→ WORK REQUIRED
Go through the records below and report each line with "process" in it.

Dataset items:
=== Section Start ===

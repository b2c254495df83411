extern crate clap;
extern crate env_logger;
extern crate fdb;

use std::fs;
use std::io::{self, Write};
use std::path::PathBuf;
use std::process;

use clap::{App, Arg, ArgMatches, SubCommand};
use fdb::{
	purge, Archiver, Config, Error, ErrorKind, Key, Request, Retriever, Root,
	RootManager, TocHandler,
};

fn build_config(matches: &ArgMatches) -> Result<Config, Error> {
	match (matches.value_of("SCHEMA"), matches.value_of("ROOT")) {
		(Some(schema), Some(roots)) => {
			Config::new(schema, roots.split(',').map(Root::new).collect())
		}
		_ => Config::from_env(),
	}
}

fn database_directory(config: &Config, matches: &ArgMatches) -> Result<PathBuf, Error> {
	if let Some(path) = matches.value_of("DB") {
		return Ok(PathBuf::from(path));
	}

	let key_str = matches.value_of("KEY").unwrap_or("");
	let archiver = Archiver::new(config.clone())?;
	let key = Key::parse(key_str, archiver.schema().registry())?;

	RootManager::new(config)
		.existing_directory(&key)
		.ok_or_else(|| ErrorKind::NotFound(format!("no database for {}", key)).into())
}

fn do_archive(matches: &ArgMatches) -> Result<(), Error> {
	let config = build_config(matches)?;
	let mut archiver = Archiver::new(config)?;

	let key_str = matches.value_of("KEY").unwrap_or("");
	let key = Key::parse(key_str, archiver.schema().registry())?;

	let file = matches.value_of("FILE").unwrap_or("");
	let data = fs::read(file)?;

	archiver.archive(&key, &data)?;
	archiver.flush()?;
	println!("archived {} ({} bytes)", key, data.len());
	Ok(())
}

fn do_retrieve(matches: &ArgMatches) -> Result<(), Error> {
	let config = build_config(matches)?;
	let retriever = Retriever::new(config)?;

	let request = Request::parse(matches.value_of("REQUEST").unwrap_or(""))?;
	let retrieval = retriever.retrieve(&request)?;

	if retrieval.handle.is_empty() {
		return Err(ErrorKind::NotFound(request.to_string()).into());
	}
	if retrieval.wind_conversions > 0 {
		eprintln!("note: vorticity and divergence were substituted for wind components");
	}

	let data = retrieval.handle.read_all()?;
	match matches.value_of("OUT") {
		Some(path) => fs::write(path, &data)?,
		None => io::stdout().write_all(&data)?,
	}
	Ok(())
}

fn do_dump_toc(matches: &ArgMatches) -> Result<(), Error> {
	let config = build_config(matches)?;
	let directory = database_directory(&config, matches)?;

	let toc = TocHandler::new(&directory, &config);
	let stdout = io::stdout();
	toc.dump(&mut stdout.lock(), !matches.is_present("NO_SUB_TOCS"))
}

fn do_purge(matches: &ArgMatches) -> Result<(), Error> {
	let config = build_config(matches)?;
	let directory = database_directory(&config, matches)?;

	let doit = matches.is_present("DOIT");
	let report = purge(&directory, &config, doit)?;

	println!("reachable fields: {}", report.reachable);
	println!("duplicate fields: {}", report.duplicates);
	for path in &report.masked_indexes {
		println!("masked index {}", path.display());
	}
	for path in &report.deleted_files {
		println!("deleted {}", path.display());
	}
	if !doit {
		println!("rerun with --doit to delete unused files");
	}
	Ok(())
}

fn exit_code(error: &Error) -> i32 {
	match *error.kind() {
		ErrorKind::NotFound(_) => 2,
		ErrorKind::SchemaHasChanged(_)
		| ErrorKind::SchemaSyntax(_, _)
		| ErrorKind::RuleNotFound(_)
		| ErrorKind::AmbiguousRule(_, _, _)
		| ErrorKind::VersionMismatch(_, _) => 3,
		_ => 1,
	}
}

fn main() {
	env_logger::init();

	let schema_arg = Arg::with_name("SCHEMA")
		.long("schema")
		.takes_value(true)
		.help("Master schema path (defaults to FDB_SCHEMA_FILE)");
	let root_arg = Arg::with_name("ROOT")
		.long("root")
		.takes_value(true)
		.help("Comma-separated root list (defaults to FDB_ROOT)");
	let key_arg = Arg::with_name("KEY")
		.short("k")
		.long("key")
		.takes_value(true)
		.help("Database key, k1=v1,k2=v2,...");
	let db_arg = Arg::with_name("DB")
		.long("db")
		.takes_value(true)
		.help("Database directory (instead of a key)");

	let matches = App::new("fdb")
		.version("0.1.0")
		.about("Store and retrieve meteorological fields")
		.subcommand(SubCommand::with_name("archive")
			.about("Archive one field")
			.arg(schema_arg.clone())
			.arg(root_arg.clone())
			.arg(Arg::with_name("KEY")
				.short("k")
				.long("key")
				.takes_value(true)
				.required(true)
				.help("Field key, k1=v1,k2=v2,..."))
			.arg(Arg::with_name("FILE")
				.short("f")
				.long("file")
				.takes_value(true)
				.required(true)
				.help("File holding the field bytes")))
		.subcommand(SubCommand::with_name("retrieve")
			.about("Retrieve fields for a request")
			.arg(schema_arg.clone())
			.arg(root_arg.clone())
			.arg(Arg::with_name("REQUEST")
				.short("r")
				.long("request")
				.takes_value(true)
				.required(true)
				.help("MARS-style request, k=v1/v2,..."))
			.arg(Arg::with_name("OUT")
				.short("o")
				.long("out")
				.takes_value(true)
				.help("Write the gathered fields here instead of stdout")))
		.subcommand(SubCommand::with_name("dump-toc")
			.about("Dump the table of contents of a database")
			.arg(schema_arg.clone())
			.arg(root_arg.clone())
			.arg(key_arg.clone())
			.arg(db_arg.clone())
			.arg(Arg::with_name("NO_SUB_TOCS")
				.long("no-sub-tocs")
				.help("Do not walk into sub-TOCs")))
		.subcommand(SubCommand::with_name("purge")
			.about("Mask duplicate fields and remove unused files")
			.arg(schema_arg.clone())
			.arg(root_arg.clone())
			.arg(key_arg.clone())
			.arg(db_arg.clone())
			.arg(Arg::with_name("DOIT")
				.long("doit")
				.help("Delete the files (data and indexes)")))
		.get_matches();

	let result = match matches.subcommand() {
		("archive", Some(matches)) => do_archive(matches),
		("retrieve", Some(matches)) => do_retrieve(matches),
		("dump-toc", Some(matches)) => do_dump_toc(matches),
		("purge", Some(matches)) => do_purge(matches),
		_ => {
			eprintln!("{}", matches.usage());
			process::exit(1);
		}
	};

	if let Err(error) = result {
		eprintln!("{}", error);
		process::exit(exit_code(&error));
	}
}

=== Section End ===

→ RESPONSE
use std::process;
			process::exit(1);
		process::exit(exit_code(&error));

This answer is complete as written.